How to Omit last record from a sequential file

dprasanth · Post by **dprasanth** » Wed Oct 12, 2005 10:15 am

Hi,
I am uploading a sequential file with around 5 million records to the oracle database. I am using a transformer to do some processing.
This is a sample data format

45080469|DET|45080464|60087074|NULL|2|Sep 1 2000 12:00AM|E|M|SYSTEM|09-06-2002|N|END
45080470|DET|45080465|60087074|NULL|2|Oct 5 2000 12:00AM|E|M|SYSTEM|09-06-2002|N|END
45080471|DET|45080466|60087074|NULL|2|Jan 9 2001 12:00AM|A|M|SYSTEM|09-06-2002|N|END

The third column is the Customer id and it is NOT NULL column and it is defined as Integer with length 20. But the last record of this file
is as follows

50000006|TRA|END.
It is a trailer record.

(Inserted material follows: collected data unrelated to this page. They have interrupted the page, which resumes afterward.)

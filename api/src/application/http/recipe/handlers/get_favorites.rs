use axum::extract::{Path, State};
use nourish_core::domain::recipe::{entities::FavoriteRecipe, ports::RecipeService};
use serde::{Deserialize, Serialize};
use utoipa::ToSchema;
use uuid::Uuid;

use crate::application::http::server::{
    api_entities::{api_error::ApiError, response::Response},
    app_state::AppState,
};

#[derive(Debug, Serialize, Deserialize, ToSchema, PartialEq)]
pub struct GetFavoritesResponse {
    pub success: bool,
    pub favorites: Vec<FavoriteRecipe>,
    pub count: usize,
}

#[utoipa::path(
    get,
    path = "/favorites/{user_id}",
    tag = "recipe",
    summary = "Get favorite recipes",
    description = "The user's favorited recipes, most recently favorited first.",
    params(
        ("user_id" = Uuid, Path, description = "User ID"),
    ),
    responses(
        (status = 200, body = GetFavoritesResponse)
    )
)]
pub async fn get_favorites(
    Path(user_id): Path<Uuid>,
    State(state): State<AppState>,
) -> Result<Response<GetFavoritesResponse>, ApiError> {
    let favorites = state
        .service
        .get_favorites(user_id)
        .await
        .map_err(ApiError::from)?;

    Ok(Response::OK(GetFavoritesResponse {
        success: true,
        count: favorites.len(),
        favorites,
    }))
}
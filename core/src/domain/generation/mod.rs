pub mod entities;
pub mod helpers;
pub mod ports;
pub mod schema;
pub mod services;

pub use entities::*;
pub use ports::*;
pub use services::LlmRecipeGenerator;
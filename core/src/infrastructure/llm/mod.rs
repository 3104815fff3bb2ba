pub mod gemini_client;

pub use gemini_client::GeminiLLMClient;
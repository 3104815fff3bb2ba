use crate::domain::{
    common::{entities::app_errors::CoreError, services::Service},
    generation::ports::{LLMClient, RecipeGenerator},
    health::{
        entities::DatabaseHealthStatus,
        ports::{HealthCheckRepository, HealthCheckService},
    },
    medical_condition::ports::MedicalConditionRepository,
    recipe::ports::{FavoriteRepository, RecipeRepository, RecommendationLogRepository},
    user::ports::{UserConditionRepository, UserRepository},
};

impl<U, UC, MC, R, F, RL, G, L, HC> HealthCheckService for Service<U, UC, MC, R, F, RL, G, L, HC>
where
    U: UserRepository,
    UC: UserConditionRepository,
    MC: MedicalConditionRepository,
    R: RecipeRepository,
    F: FavoriteRepository,
    RL: RecommendationLogRepository,
    G: RecipeGenerator,
    L: LLMClient,
    HC: HealthCheckRepository,
{
    async fn readness(&self) -> Result<DatabaseHealthStatus, CoreError> {
        self.health_check_repository.readness().await
    }
}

Is there any way in which I can tell datastage to omit this record. I am
getting the following oracle error because of the above record

RNK_SEQOCI_V2..Sequential_File_14.DSLink17: nls_read_delimited() - row 4910396, column CustomerID, required column missing

Any help will be appreciated. Thanks in Advance.

Regards,
Dprasanth

ucf007 · Post by **ucf007** » Wed Oct 12, 2005 11:19 am

you need to preprocess the file using OS (unix) commands or a datastage routine, personally I use a DS routine to copy the selected lines (count(lines)-1) to a new file...

vmcburney · Post by **vmcburney** » Wed Oct 12, 2005 7:28 pm

You have a option within the parallel sequential file stage to "Read First Rows" that limits the number of rows read from the file. You would need to use a Unix command to count the number of rows, subtract 1 and then pass this into the job as a job parameter, set the "Read First Rows" to this value.

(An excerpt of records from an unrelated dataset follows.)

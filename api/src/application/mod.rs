pub mod context;
pub mod http;
use super::handlers::add_user_condition::{__path_add_user_condition, add_user_condition};
use super::handlers::create_user::{__path_create_user, create_user};
use super::handlers::get_nutritional_needs::{__path_get_nutritional_needs, get_nutritional_needs};
use super::handlers::get_user::{__path_get_user, get_user};
use super::handlers::get_user_by_email::{__path_get_user_by_email, get_user_by_email};
use super::handlers::get_user_conditions::{__path_get_user_conditions, get_user_conditions};
use super::handlers::remove_user_condition::{__path_remove_user_condition, remove_user_condition};
use super::handlers::update_user::{__path_update_user, update_user};
use crate::application::http::server::app_state::AppState;

use axum::{
    Router,
    routing::{delete, get, post},
};
use utoipa::OpenApi;

#[derive(OpenApi)]
#[openapi(paths(
    create_user,
    get_user,
    update_user,
    get_user_by_email,
    get_user_conditions,
    add_user_condition,
    remove_user_condition,
    get_nutritional_needs
))]
pub struct UserApiDoc;

pub fn user_routes(state: AppState) -> Router<AppState> {
    let root_path = &state.args.server.root_path;

    Router::new()
        .route(&format!("{}/users", root_path), post(create_user))
        .route(
            &format!("{}/users/{{user_id}}", root_path),
            get(get_user).put(update_user),
        )
        .route(
            &format!("{}/users/email/{{email}}", root_path),
            get(get_user_by_email),
        )
        .route(
            &format!("{}/users/{{user_id}}/conditions", root_path),
            get(get_user_conditions).post(add_user_condition),
        )
        .route(
            &format!("{}/users/{{user_id}}/conditions/{{condition_id}}", root_path),
            delete(remove_user_condition),
        )
        .route(
            &format!("{}/users/{{user_id}}/nutritional-needs", root_path),
            get(get_nutritional_needs),
        )
}
use axum::extract::State;
use nourish_core::domain::recipe::{
    entities::Favorite, ports::RecipeService, value_objects::FavoriteInput,
};
use serde::{Deserialize, Serialize};
use utoipa::ToSchema;

use crate::application::http::{
    favorite::validators::AddFavoriteValidator,
    server::{
        api_entities::{
            api_error::{ApiError, ApiErrorResponse, ValidateJson},
            response::Response,
        },
        app_state::AppState,
    },
};

#[derive(Debug, Serialize, Deserialize, ToSchema, PartialEq)]
pub struct AddFavoriteResponse {
    pub success: bool,
    pub favorite: Favorite,
}

#[utoipa::path(
    post,
    path = "",
    tag = "favorite",
    summary = "Favorite a recipe",
    description = "Idempotent: favoriting the same recipe again returns the existing favorite.",
    request_body = AddFavoriteValidator,
    responses(
        (status = 201, body = AddFavoriteResponse),
        (status = 400, body = ApiErrorResponse, description = "userId or recipeId missing"),
        (status = 404, body = ApiErrorResponse, description = "Recipe not found")
    )
)]
pub async fn add_favorite(
    State(state): State<AppState>,
    ValidateJson(payload): ValidateJson<AddFavoriteValidator>,
) -> Result<Response<AddFavoriteResponse>, ApiError> {
    let favorite = state
        .service
        .add_favorite(FavoriteInput {
            user_id: payload.user_id,
            recipe_id: payload.recipe_id,
        })
        .await
        .map_err(ApiError::from)?;

    Ok(Response::Created(AddFavoriteResponse {
        success: true,
        favorite,
    }))
}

Or you could set your Reject Mode to Continue and let the stage discard the last incomplete row.

What is happening at the moment? Is this last row giving you a warning or abort message?

dprasanth · Post by **dprasanth** » Thu Oct 13, 2005 1:05 am

vmcburney wrote:You have a option within the parallel sequential file stage to "Read First Rows" that limits the number of rows read from the file. You would need to use a Unix command to count the number of rows, subtract 1 and then pass this into the job as a job parameter, set the "Read First Rows" to this value.

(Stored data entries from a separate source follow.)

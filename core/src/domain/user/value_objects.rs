use chrono::NaiveDate;
use uuid::Uuid;

use crate::domain::user::entities::Severity;

pub struct CreateUserInput {
    pub email: String,
    pub name: String,
}

pub struct UpdateUserInput {
    pub user_id: Uuid,
    pub name: Option<String>,
    pub email: Option<String>,
}

pub struct AddUserConditionInput {
    pub user_id: Uuid,
    pub condition_id: Option<Uuid>,
    pub severity: Option<Severity>,
    pub diagnosed_at: Option<NaiveDate>,
    pub notes: Option<String>,
}

pub struct RemoveUserConditionInput {
    pub user_id: Uuid,
    pub condition_id: Uuid,
}
pub mod chat;
pub mod favorite;
pub mod health;
pub mod medical_condition;
pub mod recipe;
pub mod recommendation;
pub mod server;
pub mod user;
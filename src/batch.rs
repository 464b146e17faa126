//! Batch orchestration: stage → convert → release → report, one item at a time.
//!
//! Items are processed strictly in input order and never overlap. Every item
//! ends as an [`ItemOutcome`], whatever went wrong with it, so a batch
//! always returns exactly one outcome per upload and a failure on one item
//! never stops the next.

use crate::config::BatchConfig;
use crate::error::{Doc2TextError, ItemError};
use crate::output::{BatchOutcome, ConversionResult, ItemOutcome, UploadedItem};
use crate::pipeline::adapter::ConversionAdapter;
use crate::pipeline::metrics::SizeReport;
use crate::pipeline::stage::StagingStore;
use std::sync::Arc;
use std::time::Instant;
use tracing::{debug, info, warn};

/// Convert a batch of uploads.
///
/// Blocks the calling thread for the whole batch; there is no timeout on the
/// engine call. Use [`convert_batch_async`] from async code.
///
/// # Example
/// ```rust
/// use doc2text::{convert_batch, BatchConfig, UploadedItem};
///
/// let items = vec![UploadedItem::new("notes.txt", b"hello".to_vec())];
/// let outcome = convert_batch(&items, &BatchConfig::default());
/// assert_eq!(outcome.items[0].markdown(), Some("hello"));
/// ```
pub fn convert_batch(items: &[UploadedItem], config: &BatchConfig) -> BatchOutcome {
    let start = Instant::now();
    let total = items.len();
    let store = StagingStore::new(config.staging_dir.clone());
    let adapter = ConversionAdapter::new(Arc::clone(&config.engine));
    info!(
        "Starting batch of {} items with engine '{}'",
        total,
        adapter.engine_name()
    );

    if let Some(ref cb) = config.progress_callback {
        cb.on_batch_start(total);
    }

    let mut outcomes = Vec::with_capacity(total);
    for (index, item) in items.iter().enumerate() {
        if let Some(ref cb) = config.progress_callback {
            cb.on_item_start(index, total, &item.name);
        }

        let outcome = process_item(item, &store, &adapter);

        if let Some(ref cb) = config.progress_callback {
            match &outcome.result {
                ConversionResult::Success { text } => {
                    cb.on_item_complete(index, total, &item.name, text.len())
                }
                ConversionResult::Failure(e) => {
                    cb.on_item_error(index, total, &item.name, &e.to_string())
                }
            }
        }
        outcomes.push(outcome);
    }

    let outcome = BatchOutcome { items: outcomes };
    info!(
        "Batch complete: {}/{} converted in {}ms",
        outcome.succeeded(),
        total,
        start.elapsed().as_millis()
    );

    if let Some(ref cb) = config.progress_callback {
        cb.on_batch_complete(total, outcome.succeeded());
    }
    outcome
}

/// Async wrapper around [`convert_batch`].
///
/// The batch runs on tokio's blocking pool because staging and the engine
/// call are blocking I/O. The only error is a panic inside that task.
pub async fn convert_batch_async(
    items: Vec<UploadedItem>,
    config: BatchConfig,
) -> Result<BatchOutcome, Doc2TextError> {
    tokio::task::spawn_blocking(move || convert_batch(&items, &config))
        .await
        .map_err(|e| Doc2TextError::Internal(format!("Batch task panicked: {}", e)))
}

/// Run one item through the per-item state machine.
fn process_item(
    item: &UploadedItem,
    store: &StagingStore,
    adapter: &ConversionAdapter,
) -> ItemOutcome {
    // ── Staged ───────────────────────────────────────────────────────────
    let staged = match store.stage(item) {
        Ok(staged) => staged,
        Err(e) => {
            warn!("{}", e);
            return ItemOutcome {
                name: item.name.clone(),
                result: ConversionResult::Failure(ItemError::from(e)),
                size_report: None,
            };
        }
    };

    // ── Converted ────────────────────────────────────────────────────────
    let result = adapter.convert(staged.path());

    // ── Cleaned ──────────────────────────────────────────────────────────
    staged.release();

    // ── Reported ─────────────────────────────────────────────────────────
    let size_report = match &result {
        ConversionResult::Success { text } => {
            let report = SizeReport::compare(item.declared_size, text);
            debug!(
                "'{}': {} → {} ({})",
                item.name,
                report.original_display,
                report.converted_display,
                report.reduction_display()
            );
            Some(report)
        }
        ConversionResult::Failure(e) => {
            warn!("'{}' failed: {}", item.name, e);
            None
        }
    };

    ItemOutcome {
        name: item.name.clone(),
        result,
        size_report,
    }
}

Or you could set your Reject Mode to Continue and let the stage discard the last incomplete row.

What is happening at the moment? Is this last row giving you a warning or abort message?

Thanks for both the replies..

The last row is aborting the job. I will try using the reject mode as you mentioned

dprasanth · Post by **dprasanth** » Thu Oct 13, 2005 1:29 am

ucf007 wrote:you need to preprocess the file using OS (unix) commands or a datastage routine, personally I use a DS routine to copy the selected lines (count(lines)-1) to a new file...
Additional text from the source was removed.